Übung macht den Meister
Beim Start von G1 Jockey Wii 2008 hat man im Prinzip keine andere Wahl, als direkt in den Storymodus zu springen - als Alternative gibt es nur einen simplen Rennmodus, der eher für Multiplayer-Duelle gedacht ist. Im Story-Mode angekommen, wird man erstmal erschlagen von einem riesigen Tutorial, das aus sehr viel Text, Trainingsaufgaben sowie ein paar Demovideos besteht. Viel sinnvoller als das Durchwühlen der Texte ist jedoch einfaches Herumprobieren.

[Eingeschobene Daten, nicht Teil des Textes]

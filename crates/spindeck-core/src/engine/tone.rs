//! ToneFilterStage - single-band shelf/peak EQ per deck
//!
//! One biquad per deck, retuned when the band selection changes. The band is
//! exclusive: selecting treble drops any bass or mid setting, and `Bypass`
//! passes audio through untouched. Coefficients follow the RBJ audio EQ
//! cookbook; filter state is kept per channel and reset on band switches so
//! the new filter doesn't ring with the old one's history.

use crate::types::{StereoBuffer, StereoSample};

/// Gain limits for every tone band, in dB
pub const MAX_TONE_GAIN_DB: f32 = 12.0;

/// Low shelf corner for the bass band
pub const BASS_SHELF_HZ: f32 = 100.0;
/// Peaking filter center for the mid band
pub const MID_PEAK_HZ: f32 = 1000.0;
/// High shelf corner for the treble band
pub const TREBLE_SHELF_HZ: f32 = 5000.0;

const TONE_Q: f32 = 0.707;

/// The active tone band and its gain in dB.
///
/// Exactly one band can be active at a time; the enum makes the exclusivity
/// structural instead of a runtime rule.
#[derive(Debug, Clone, Copy, PartialEq, Default)]
pub enum ToneBand {
    #[default]
    Bypass,
    Bass(f32),
    Mid(f32),
    Treble(f32),
}

impl ToneBand {
    pub fn gain_db(&self) -> Option<f32> {
        match self {
            ToneBand::Bypass => None,
            ToneBand::Bass(db) | ToneBand::Mid(db) | ToneBand::Treble(db) => Some(*db),
        }
    }

    /// True when both values select the same band, regardless of gain
    fn same_band(&self, other: &ToneBand) -> bool {
        std::mem::discriminant(self) == std::mem::discriminant(other)
    }
}

/// Normalized biquad coefficients (a0 divided out)
#[derive(Debug, Clone, Copy, Default)]
struct BiquadCoeffs {
    b0: f32,
    b1: f32,
    b2: f32,
    a1: f32,
    a2: f32,
}

impl BiquadCoeffs {
    fn identity() -> Self {
        Self { b0: 1.0, ..Default::default() }
    }

    fn low_shelf(sample_rate: f32, freq: f32, gain_db: f32) -> Self {
        let a = 10f32.powf(gain_db / 40.0);
        let w0 = 2.0 * std::f32::consts::PI * freq / sample_rate;
        let (sin_w0, cos_w0) = w0.sin_cos();
        let alpha = sin_w0 / (2.0 * TONE_Q);
        let beta = 2.0 * a.sqrt() * alpha;

        let a0 = (a + 1.0) + (a - 1.0) * cos_w0 + beta;
        Self {
            b0: (a * ((a + 1.0) - (a - 1.0) * cos_w0 + beta)) / a0,
            b1: (2.0 * a * ((a - 1.0) - (a + 1.0) * cos_w0)) / a0,
            b2: (a * ((a + 1.0) - (a - 1.0) * cos_w0 - beta)) / a0,
            a1: (-2.0 * ((a - 1.0) + (a + 1.0) * cos_w0)) / a0,
            a2: ((a + 1.0) + (a - 1.0) * cos_w0 - beta) / a0,
        }
    }

    fn peaking(sample_rate: f32, freq: f32, gain_db: f32) -> Self {
        let a = 10f32.powf(gain_db / 40.0);
        let w0 = 2.0 * std::f32::consts::PI * freq / sample_rate;
        let (sin_w0, cos_w0) = w0.sin_cos();
        let alpha = sin_w0 / (2.0 * TONE_Q);

        let a0 = 1.0 + alpha / a;
        Self {
            b0: (1.0 + alpha * a) / a0,
            b1: (-2.0 * cos_w0) / a0,
            b2: (1.0 - alpha * a) / a0,
            a1: (-2.0 * cos_w0) / a0,
            a2: (1.0 - alpha / a) / a0,
        }
    }

    fn high_shelf(sample_rate: f32, freq: f32, gain_db: f32) -> Self {
        let a = 10f32.powf(gain_db / 40.0);
        let w0 = 2.0 * std::f32::consts::PI * freq / sample_rate;
        let (sin_w0, cos_w0) = w0.sin_cos();
        let alpha = sin_w0 / (2.0 * TONE_Q);
        let beta = 2.0 * a.sqrt() * alpha;

        let a0 = (a + 1.0) - (a - 1.0) * cos_w0 + beta;
        Self {
            b0: (a * ((a + 1.0) + (a - 1.0) * cos_w0 + beta)) / a0,
            b1: (-2.0 * a * ((a - 1.0) + (a + 1.0) * cos_w0)) / a0,
            b2: (a * ((a + 1.0) + (a - 1.0) * cos_w0 - beta)) / a0,
            a1: (2.0 * ((a - 1.0) - (a + 1.0) * cos_w0)) / a0,
            a2: ((a + 1.0) - (a - 1.0) * cos_w0 - beta) / a0,
        }
    }
}

/// Direct form I state, stereo (both channels filtered with one set of
/// coefficients)
#[derive(Debug, Clone, Copy, Default)]
struct BiquadState {
    x1: StereoSample,
    x2: StereoSample,
    y1: StereoSample,
    y2: StereoSample,
}

impl BiquadState {
    #[inline]
    fn process(&mut self, c: &BiquadCoeffs, x: StereoSample) -> StereoSample {
        let y = x * c.b0
            + self.x1 * c.b1
            + self.x2 * c.b2
            + self.y1 * -c.a1
            + self.y2 * -c.a2;
        self.x2 = self.x1;
        self.x1 = x;
        self.y2 = self.y1;
        self.y1 = y;
        y
    }
}

pub struct ToneFilterStage {
    band: ToneBand,
    coeffs: BiquadCoeffs,
    state: BiquadState,
    sample_rate: u32,
}

impl ToneFilterStage {
    pub fn new() -> Self {
        Self {
            band: ToneBand::Bypass,
            coeffs: BiquadCoeffs::identity(),
            state: BiquadState::default(),
            sample_rate: 0,
        }
    }

    pub fn prepare(&mut self, sample_rate: u32) {
        self.sample_rate = sample_rate;
        self.state = BiquadState::default();
        self.retune();
    }

    pub fn release(&mut self) {
        self.sample_rate = 0;
    }

    pub fn band(&self) -> ToneBand {
        self.band
    }

    /// Select the active band. Gains outside [-12, 12] dB are rejected and
    /// leave the prior band unchanged. Switching to a different band resets
    /// the filter state; adjusting the gain of the current band does not.
    pub fn set_band(&mut self, band: ToneBand) {
        if self.sample_rate == 0 {
            log::warn!("tone: band change before prepare, ignored");
            return;
        }
        if let Some(db) = band.gain_db() {
            if !(-MAX_TONE_GAIN_DB..=MAX_TONE_GAIN_DB).contains(&db) {
                log::warn!(
                    "tone: gain {} dB out of range [-{}, {}], ignored",
                    db,
                    MAX_TONE_GAIN_DB,
                    MAX_TONE_GAIN_DB
                );
                return;
            }
        }
        if !band.same_band(&self.band) {
            self.state = BiquadState::default();
        }
        self.band = band;
        self.retune();
    }

    /// Clear filter history (after a load or seek, so audio from the old
    /// position doesn't ring into the new one)
    pub fn reset(&mut self) {
        self.state = BiquadState::default();
    }

    fn retune(&mut self) {
        if self.sample_rate == 0 {
            return;
        }
        let rate = self.sample_rate as f32;
        self.coeffs = match self.band {
            ToneBand::Bypass => BiquadCoeffs::identity(),
            ToneBand::Bass(db) => BiquadCoeffs::low_shelf(rate, BASS_SHELF_HZ, db),
            ToneBand::Mid(db) => BiquadCoeffs::peaking(rate, MID_PEAK_HZ, db),
            ToneBand::Treble(db) => BiquadCoeffs::high_shelf(rate, TREBLE_SHELF_HZ, db),
        };
    }

    /// Filter a block in place. Bypass (and an unprepared stage) leaves the
    /// buffer untouched.
    pub fn process(&mut self, buf: &mut StereoBuffer) {
        if self.band == ToneBand::Bypass || self.sample_rate == 0 {
            return;
        }
        let coeffs = self.coeffs;
        for sample in buf.iter_mut() {
            *sample = self.state.process(&coeffs, *sample);
        }
    }
}

impl Default for ToneFilterStage {
    fn default() -> Self {
        Self::new()
    }
}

Die Story beginnt damit, dass ein vom Spieler selbst erstellter Charakter einen Monat vor seinem Abschluss an einer Reitakademie steht, die speziell Führer von Rennpferden ausbildet. Der letzte Monat besteht dabei aus vier Wochenenden, an denen jeweils ein Rennen stattfindet, das völlig ohne Konsequenzen bleibt. Wer sich kurz die Tastenbelegung ansieht, kann also einfach kopfüber in das erste dieser Rennen reinspringen und sein Glück versuchen. Nachdem man dann wahrscheinlich als letzter ins Ziel kommt, gibt es ein paar Tipps von den Reitlehrern und bei Bedarf können gewisse Abläufe in den Tutorials geübt werden. G1 Jockey ist definitiv eine recht knackige Simulation, aber der Spieleinstieg wurde hier wirklich sehr gut gelöst: Statt Ewigkeiten in obligatorischen Tutorials verbringen zu müssen, kann man sofort loslegen und sich die Finessen der Spielmechanik erst nach und nach aneignen.

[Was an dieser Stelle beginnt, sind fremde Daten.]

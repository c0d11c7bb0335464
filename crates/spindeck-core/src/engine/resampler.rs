//! ResamplingStage - variable-speed playback by linear interpolation
//!
//! Wraps an upstream `BlockSource` and resamples it by the playback ratio:
//! ratio 2.0 consumes upstream audio twice as fast (double speed, pitch up an
//! octave), ratio 0.5 half as fast. Output blocks always have the length the
//! caller asked for; the variable quantity is how much upstream audio gets
//! consumed, roughly N * ratio samples per N-sample block.
//!
//! Interpolation state is a two-sample history plus a fractional phase, so
//! consumption stays continuous across block boundaries at any ratio. The
//! upstream is always pulled in whole blocks into a pre-allocated chunk
//! buffer, which keeps the render path free of allocation.

use crate::types::{StereoBuffer, StereoSample};

use super::{BlockSource, MAX_BLOCK_SIZE};

/// Fastest supported playback ratio
pub const MAX_SPEED_RATIO: f64 = 100.0;

pub struct ResamplingStage<S: BlockSource> {
    source: S,
    /// Playback speed ratio (upstream samples consumed per output sample)
    ratio: f64,
    /// Fractional read position between `s0` and `s1`.
    /// Starts at 2.0 so the first output pulls two real samples into the
    /// history and ratio 1.0 reproduces the input exactly.
    phase: f64,
    s0: StereoSample,
    s1: StereoSample,
    /// Upstream pull buffer, refilled one whole block at a time
    chunk: StereoBuffer,
    chunk_pos: usize,
    /// Total upstream samples consumed since the last reset
    consumed: u64,
}

impl<S: BlockSource> ResamplingStage<S> {
    pub fn new(source: S) -> Self {
        Self {
            source,
            ratio: 1.0,
            phase: 2.0,
            s0: StereoSample::silence(),
            s1: StereoSample::silence(),
            chunk: StereoBuffer::with_capacity(MAX_BLOCK_SIZE),
            chunk_pos: 0,
            consumed: 0,
        }
    }

    pub fn source(&self) -> &S {
        &self.source
    }

    pub fn source_mut(&mut self) -> &mut S {
        &mut self.source
    }

    /// Set the playback speed ratio. Values outside (0, 100] are rejected
    /// and leave the prior ratio unchanged.
    pub fn set_ratio(&mut self, ratio: f64) {
        if !(ratio > 0.0 && ratio <= MAX_SPEED_RATIO) {
            log::warn!(
                "resampler: speed ratio {} out of range (0, {}], ignored",
                ratio,
                MAX_SPEED_RATIO
            );
            return;
        }
        self.ratio = ratio;
    }

    pub fn ratio(&self) -> f64 {
        self.ratio
    }

    /// Upstream samples consumed since the last `prepare`/`reset_history`
    pub fn consumed_samples(&self) -> u64 {
        self.consumed
    }

    /// Discard interpolation history and buffered upstream audio.
    ///
    /// Called after a load or seek so stale samples from the old read
    /// position don't bleed into the new one. The speed ratio is kept.
    pub fn reset_history(&mut self) {
        self.s0 = StereoSample::silence();
        self.s1 = StereoSample::silence();
        self.phase = 2.0;
        self.chunk_pos = self.chunk.len();
        self.consumed = 0;
    }

    #[inline]
    fn next_input(&mut self) -> StereoSample {
        if self.chunk_pos >= self.chunk.len() {
            self.source.render_block(&mut self.chunk);
            self.chunk_pos = 0;
        }
        let sample = self.chunk[self.chunk_pos];
        self.chunk_pos += 1;
        self.consumed += 1;
        sample
    }
}

impl<S: BlockSource> BlockSource for ResamplingStage<S> {
    fn prepare(&mut self, block_size: usize, sample_rate: u32) {
        self.source.prepare(block_size, sample_rate);
        self.chunk.set_len_from_capacity(block_size.min(MAX_BLOCK_SIZE));
        self.reset_history();
    }

    fn render_block(&mut self, out: &mut StereoBuffer) {
        if self.chunk.is_empty() {
            // Not prepared
            out.fill_silence();
            return;
        }

        for slot in out.iter_mut() {
            while self.phase >= 1.0 {
                self.s0 = self.s1;
                self.s1 = self.next_input();
                self.phase -= 1.0;
            }
            let frac = self.phase as f32;
            *slot = self.s0 * (1.0 - frac) + self.s1 * frac;
            self.phase += self.ratio;
        }
    }

    fn release(&mut self) {
        self.source.release();
        self.chunk.set_len_from_capacity(0);
    }
}

#[cfg(test)]
mod tests {
    use super::*;

    /// Synthetic upstream producing a known monotone ramp, one value per
    /// consumed sample, so consumption and interpolation are observable.
    struct RampSource {
        next: f32,
        step: f32,
    }

    impl RampSource {
        fn new(step: f32) -> Self {
            Self { next: 0.0, step }
        }
    }

    impl BlockSource for RampSource {
        fn prepare(&mut self, _block_size: usize, _sample_rate: u32) {}

        fn render_block(&mut self, out: &mut StereoBuffer) {
            for slot in out.iter_mut() {
                *slot = StereoSample::mono(self.next);
                self.next += self.step;
            }
        }

        fn release(&mut self) {}
    }

    #[test]
    fn unity_ratio_reproduces_input_exactly() {
        let mut stage = ResamplingStage::new(RampSource::new(1.0));
        stage.prepare(32, 48000);

        let mut out = StereoBuffer::silence(32);
        stage.render_block(&mut out);
        for i in 0..32 {
            assert_eq!(out[i].left, i as f32, "sample {}", i);
        }

        // Continuity across the block boundary
        stage.render_block(&mut out);
        assert_eq!(out[0].left, 32.0);
        assert_eq!(out[31].left, 63.0);
    }

    #[test]
    fn output_length_is_fixed_and_consumption_scales_with_ratio() {
        for ratio in [0.5, 1.0, 2.0, 3.7] {
            let mut stage = ResamplingStage::new(RampSource::new(1.0));
            stage.prepare(64, 48000);
            stage.set_ratio(ratio);

            let mut out = StereoBuffer::silence(64);
            for _ in 0..16 {
                stage.render_block(&mut out);
                assert_eq!(out.len(), 64);
            }

            let expected = (16.0 * 64.0 * ratio) as f64;
            let consumed = stage.consumed_samples() as f64;
            // Within one upstream block plus the interpolation history
            assert!(
                (consumed - expected).abs() <= 64.0 + 2.0,
                "ratio {}: consumed {} vs expected {}",
                ratio,
                consumed,
                expected
            );
        }
    }

    #[test]
    fn double_speed_skips_every_other_sample() {
        let mut stage = ResamplingStage::new(RampSource::new(1.0));
        stage.prepare(16, 48000);
        stage.set_ratio(2.0);

        let mut out = StereoBuffer::silence(16);
        stage.render_block(&mut out);
        for i in 0..16 {
            assert_eq!(out[i].left, (2 * i) as f32, "sample {}", i);
        }
    }

    #[test]
    fn half_speed_interpolates_midpoints() {
        let mut stage = ResamplingStage::new(RampSource::new(1.0));
        stage.prepare(16, 48000);
        stage.set_ratio(0.5);

        let mut out = StereoBuffer::silence(16);
        stage.render_block(&mut out);
        // 0, 0.5, 1, 1.5, ... on a linear ramp
        for i in 0..16 {
            assert!((out[i].left - i as f32 * 0.5).abs() < 1e-6, "sample {}", i);
        }
    }

    #[test]
    fn ratio_range_is_enforced()  {
        let mut stage = ResamplingStage::new(RampSource::new(0.0));
        stage.set_ratio(1.5);
        assert_eq!(stage.ratio(), 1.5);

        stage.set_ratio(0.0);
        assert_eq!(stage.ratio(), 1.5);
        stage.set_ratio(-1.0);
        assert_eq!(stage.ratio(), 1.5);
        stage.set_ratio(100.5);
        assert_eq!(stage.ratio(), 1.5);
        stage.set_ratio(100.0);
        assert_eq!(stage.ratio(), 100.0);
    }

    #[test]
    fn unprepared_stage_renders_silence() {
        let mut stage = ResamplingStage::new(RampSource::new(1.0));
        let mut out = StereoBuffer::silence(8);
        out.as_mut_slice()[3] = StereoSample::mono(0.9);
        stage.render_block(&mut out);
        assert_eq!(out.peak(), 0.0);
    }

    #[test]
    fn reset_history_drops_buffered_audio() {
        let mut stage = ResamplingStage::new(RampSource::new(1.0));
        stage.prepare(8, 48000);

        let mut out = StereoBuffer::silence(8);
        stage.render_block(&mut out);
        assert!(stage.consumed_samples() > 0);

        stage.reset_history();
        assert_eq!(stage.consumed_samples(), 0);
        // First value after a reset comes from a fresh upstream pull, not
        // the stale chunk (the ramp has already produced 0..15 into chunks)
        stage.render_block(&mut out);
        assert_eq!(out[0].left, 16.0);
    }
}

Auch nach dem Abschluss der Akademie geht es langsam weiter. Nach dem letzten Proberennen wird der Spieler mit dem Besitzer eines (im wahrsten Sinne des Wortes) Rennstalls vertraut gemacht. An jedem weiteren Wochenende finden nun auf drei Rennstrecken jeweils sieben Rennen pro Tag statt, also insgesamt stattliche 42 Rennen, und zu Beginn ist es die Aufgabe des Spielers, mit den Besitzern der Ställe zu verhandeln, um ein Pferd gestellt zu bekommen und auf diese Weise am Geschehen teilnehmen zu können. Auch hier folgt weiterhin nach jedem Rennen eine kurze Beurteilung, bei der die Besitzer der Pferde kritisch, aber auch realistisch sind. Wenn man also mit dem schwächsten Pferd im Feld einen Platz unter den ersten Zehn herausholen konnte, kann es durchaus vorkommen, dass sich euer Mentor noch erfreut darüber zeigt, wie viel ihr aus dem Pferd herausholen konntet. Auf der anderen Seite dürfen aber keine Fehler auf starken Pferden passieren, da ein fünfter Platz mit einem Pferd, das fast sicher unter die ersten drei gekommen wäre, eine herbe Enttäuschung darstellt. Je nach der Leistung des Spielers verbessern sich die Beziehungen zu den Leitern der Ställe und nach entsprechenden Erfolgen kann man damit rechnen, dass andere Personen auf die Spielfigur zukommen, weil sie auf der Suche nach fähigen Reitern sind. Auf diese Weise arbeitet man sich dann immer weiter die Karriereleiter hoch, bis man schließlich an den legendären G1-Rennen teilnehmen darf und um den Award zum besten Jockey des Jahres kämpft.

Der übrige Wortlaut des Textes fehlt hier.